Know you’d like to do a canoe trip, but not sure which canoe will work best for you? There are several types of canoes out there, each with unique advantages and disadvantages. At Golden Eagle Lodge, we rent aluminum, Royalex, and Kevlar canoes. Below we’ve listed some information about each of these in hopes that it helps you, the canoeist, find the right fit for your needs.
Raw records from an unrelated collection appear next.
//! The dependency graph and its round-based compilation.
//!
//! Nodes live in an ordered arena keyed by normalized package name; referers
//! are remembered by name and pin, never by reference, so removal is always
//! safe. Compilation alternates ADD rounds (select and build every node
//! without a build, folding its requirements back in) and REMOVE rounds
//! (drop nodes that are neither declared nor still required) until a round
//! changes nothing.

use std::fmt::Write;

use indexmap::IndexMap;
use pep508_rs::{MarkerEnvironment, Requirement, VersionOrUrl};
use tracing::debug;

use gannet_build::{run_requirements, ContainerSpec};
use gannet_normalize::PackageName;
use gannet_store::{BackingIndex, MetadataStore, Platform};

use crate::driver::{BuildDriver, BuildKey, ResolvedBuild};
use crate::finder::find_best_release;
use crate::requirement::{evaluate_marker, merge_requirements, parse_requirements};
use crate::ResolveError;

/// Bail out after this many rounds; a well-formed input converges long
/// before.
const MAX_ROUNDS: usize = 50;

#[derive(Debug)]
pub(crate) struct DependencyNode {
    pub(crate) requirement: Requirement,
    pub(crate) build: Option<ResolvedBuild>,
    pub(crate) declared: bool,
    pub(crate) required_by: Vec<BuildKey>,
}

impl DependencyNode {
    /// Fold another requirement into this node. Returns whether the merged
    /// requirement differs from the previous one; if it does, the selected
    /// build is cleared to force re-selection in the next ADD round.
    fn merge(
        &mut self,
        requirement: &Requirement,
        required_by: Option<BuildKey>,
    ) -> Result<bool, ResolveError> {
        let merged = merge_requirements(&self.requirement, requirement)?;
        match required_by {
            Some(key) => {
                if !self.required_by.contains(&key) {
                    self.required_by.push(key);
                }
            }
            None => self.declared = true,
        }

        if merged.to_string() == self.requirement.to_string() {
            return Ok(false);
        }
        self.requirement = merged;
        self.build = None;
        Ok(true)
    }
}

pub struct DependencyGraph<'a> {
    store: &'a MetadataStore,
    driver: &'a dyn BuildDriver,
    indexes: Vec<BackingIndex>,
    platform: Platform,
    environment: MarkerEnvironment,
    nodes: IndexMap<PackageName, DependencyNode>,
    log: String,
}

impl<'a> DependencyGraph<'a> {
    /// The marker environment comes from the platform's container spec.
    pub fn new(
        store: &'a MetadataStore,
        driver: &'a dyn BuildDriver,
        indexes: Vec<BackingIndex>,
        platform: Platform,
    ) -> Result<Self, ResolveError> {
        let environment = ContainerSpec::from_platform(&platform)
            .map_err(|err| ResolveError::Metadata(err.to_string()))?
            .environment;
        Ok(Self {
            store,
            driver,
            indexes,
            platform,
            environment,
            nodes: IndexMap::new(),
            log: String::new(),
        })
    }

    /// The accumulated compilation log, also available after a failure.
    pub fn log(&self) -> &str {
        &self.log
    }

    pub(crate) fn nodes(&self) -> impl Iterator<Item = (&PackageName, &DependencyNode)> {
        self.nodes.iter()
    }

    /// Compile the given requirement text to a pinned transitive closure.
    pub async fn compile(&mut self, requirements: &str) -> Result<(), ResolveError> {
        self.nodes.clear();
        self.log.clear();

        let _ = writeln!(self.log, "Using indexes:");
        for index in &self.indexes {
            let _ = writeln!(self.log, " - {}: {}", index.slug, index.url);
        }
        let _ = writeln!(self.log);

        for requirement in parse_requirements(requirements)? {
            self.add_requirement(requirement)?;
        }

        for round in 1..=MAX_ROUNDS {
            let _ = writeln!(self.log, "ROUND {round}");
            let _ = writeln!(self.log, "Current constraints:");
            let mut constraints: Vec<String> = self
                .nodes
                .values()
                .map(|node| node.requirement.to_string())
                .collect();
            constraints.sort_by_key(|constraint| constraint.to_lowercase());
            for constraint in constraints {
                let _ = writeln!(self.log, "  {constraint}");
            }
            let _ = writeln!(self.log);

            let mut tainted = self.add_round().await?;
            tainted |= self.remove_orphaned();

            let _ = writeln!(self.log, "--------------------------------------------");
            if tainted {
                let _ = writeln!(self.log, "ROUND {round}: not stable\n");
            } else {
                let _ = writeln!(self.log, "ROUND {round}: stable, done\n");
                debug!(rounds = round, nodes = self.nodes.len(), "compiled");
                return Ok(());
            }
        }

        Err(ResolveError::CompilationDidNotConverge { rounds: MAX_ROUNDS })
    }

    /// Seed a top-level requirement, dropping it if its marker does not
    /// match the platform environment.
    fn add_requirement(&mut self, requirement: Requirement) -> Result<(), ResolveError> {
        let Some(requirement) = evaluate_marker(requirement, &self.environment, &[]) else {
            return Ok(());
        };
        self.update_requirement(&requirement, None)?;
        Ok(())
    }

    /// Insert or merge a requirement. Returns whether the graph changed.
    fn update_requirement(
        &mut self,
        requirement: &Requirement,
        required_by: Option<BuildKey>,
    ) -> Result<bool, ResolveError> {
        let name = PackageName::new(&requirement.name).map_err(|err| {
            ResolveError::BadRequirement {
                line: requirement.to_string(),
                message: err.to_string(),
            }
        })?;
        match self.nodes.get_mut(&name) {
            Some(node) => node.merge(requirement, required_by),
            None => {
                let (declared, required_by) = match required_by {
                    Some(key) => (false, vec![key]),
                    None => (true, Vec::new()),
                };
                self.nodes.insert(
                    name,
                    DependencyNode {
                        requirement: requirement.clone(),
                        build: None,
                        declared,
                        required_by,
                    },
                );
                Ok(true)
            }
        }
    }

    /// Select and build every node without a build, folding each build's
    /// requirements back into the graph. Nodes added mid-round wait for the
    /// next round.
    async fn add_round(&mut self) -> Result<bool, ResolveError> {
        let mut tainted = false;
        let _ = writeln!(self.log, "Adding new dependencies:");

        let snapshot: Vec<PackageName> = self.nodes.keys().cloned().collect();
        for name in snapshot {
            let Some(node) = self.nodes.get(&name) else {
                continue;
            };
            if node.build.is_some() {
                continue;
            }

            let requirement = node.requirement.clone();
            let build = match &requirement.version_or_url {
                Some(VersionOrUrl::Url(url)) => {
                    let external = self.driver.build_external(&self.platform, url).await?;
                    ResolvedBuild::External(external)
                }
                _ => {
                    let detail = match find_best_release(
                        self.store,
                        &self.indexes,
                        &self.platform,
                        &requirement,
                    )
                    .await
                    {
                        Ok(detail) => detail,
                        Err(ResolveError::UnsatisfiedDependency {
                            requirement,
                            candidates,
                        }) => {
                            let _ = writeln!(
                                self.log,
                                "Could not find a version that matches {requirement}"
                            );
                            let _ =
                                writeln!(self.log, "Tried: {}", candidates.join(", "));
                            return Err(ResolveError::UnsatisfiedDependency {
                                requirement,
                                candidates,
                            });
                        }
                        Err(err) => return Err(err),
                    };
                    let detail = self.driver.ensure_built(detail).await?;
                    ResolvedBuild::Registry(detail)
                }
            };

            tainted |= self.fold_requirements(&name, build).await?;
        }

        Ok(tainted)
    }

    /// Attach the freshly selected build to its node and merge the
    /// requirements it declares.
    async fn fold_requirements(
        &mut self,
        name: &PackageName,
        build: ResolvedBuild,
    ) -> Result<bool, ResolveError> {
        let extras = self
            .nodes
            .get(name)
            .and_then(|node| node.requirement.extras.clone())
            .unwrap_or_default();
        let key = BuildKey::of(&build);
        let pinned = build.pinned();
        let requirements = run_requirements(build.metadata()?, &extras, &self.environment)
            .map_err(|err| ResolveError::Metadata(err.to_string()))?;

        if let Some(node) = self.nodes.get_mut(name) {
            node.build = Some(build);
        }

        let mut tainted = false;
        for requirement in requirements {
            let Some(requirement) = evaluate_marker(requirement, &self.environment, &extras)
            else {
                continue;
            };
            if self.update_requirement(&requirement, Some(key.clone()))? {
                let _ = writeln!(self.log, "  adding {requirement}\n    from {pinned}");
                tainted = true;
            }
        }
        Ok(tainted)
    }

    /// Drop referers that are no longer represented, then nodes that are
    /// neither declared nor required, repeating until a pass removes
    /// nothing.
    fn remove_orphaned(&mut self) -> bool {
        let mut tainted = false;
        loop {
            let mut removed = false;
            let snapshot: Vec<PackageName> = self.nodes.keys().cloned().collect();
            for name in snapshot {
                let Some(node) = self.nodes.get(&name) else {
                    continue;
                };
                let required_by: Vec<BuildKey> = node
                    .required_by
                    .iter()
                    .filter(|key| self.represents(key))
                    .cloned()
                    .collect();
                if !node.declared && required_by.is_empty() {
                    let _ = writeln!(self.log, "removing {}", node.requirement);
                    self.nodes.shift_remove(&name);
                    removed = true;
                } else if required_by.len() != node.required_by.len() {
                    if let Some(node) = self.nodes.get_mut(&name) {
                        node.required_by = required_by;
                    }
                }
            }
            if !removed {
                break;
            }
            tainted = true;
        }
        tainted
    }

    /// Whether a referer key still stands: its node must exist, and its
    /// selected build (if any) must still match the key's pin.
    fn represents(&self, key: &BuildKey) -> bool {
        let Ok(name) = PackageName::new(key.name()) else {
            return false;
        };
        let Some(node) = self.nodes.get(&name) else {
            return false;
        };
        match (&node.build, key) {
            (None, _) => true,
            (Some(ResolvedBuild::Registry(detail)), BuildKey::Registry { version, .. }) => {
                detail.release.version == *version
            }
            (Some(ResolvedBuild::External(external)), BuildKey::External { url, .. }) => {
                external.external_url.as_str() == url
            }
            _ => false,
        }
    }
}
Aluminum – With a weight of about 80lbs, the aluminum canoe is the sturdiest and most stable on this list. It’s a great watercraft for fishing and touring around the lake, however, it is not the most enjoyable canoe to portage. This type of canoe is recommended for beginners who do not plan to portage from lake to lake, though it can be used for this, the lighter weight canoes available are much more desirable. The aluminum canoe also has a keel that runs along the hull which allows it to track a straight line much easier but at the cost of precision maneuverability. The stability offered by the aluminum canoe is the main selling point for this design.
Royalex – Weighing in at 68 lbs, the Royalex canoe is a good, all purpose canoe. It is made of a hard, flexible plastic and is much quieter than the aforementioned aluminum canoe. For the average canoer, the Royalex is a great canoe for short portaging and short BWCA day trips. It is more robust then the Kevlar design and a bit more stable. Although it weighs only 12 pounds less than the aluminum, the Royalex is more balanced on the shoulders. The Royalex does not have a keel which makes turning and steering much more responsive.
Kevlar – The lightest weight canoe of the bunch, Kevlar canoes weigh between 40 and 50 pounds, depending on the model, paint job, and interior braces/seat design. The Kevlar canoe is the ultimate “BWCA canoe trip” canoe. Their lightweight design makes them a breeze for portaging and the most popular choice for overnight BWCA trips. Like the Royalex, the Kevlar does not have a keel, and that coupled with its even lighter weight gives the Kevlar canoe the most amount of maneuverability, speed, and precision of any canoe on the water. Extra caution must be taken with kevlar canoes at portages and landings. Do not stand or sit in a kevlar canoe while it’s on shore or resting on a rock.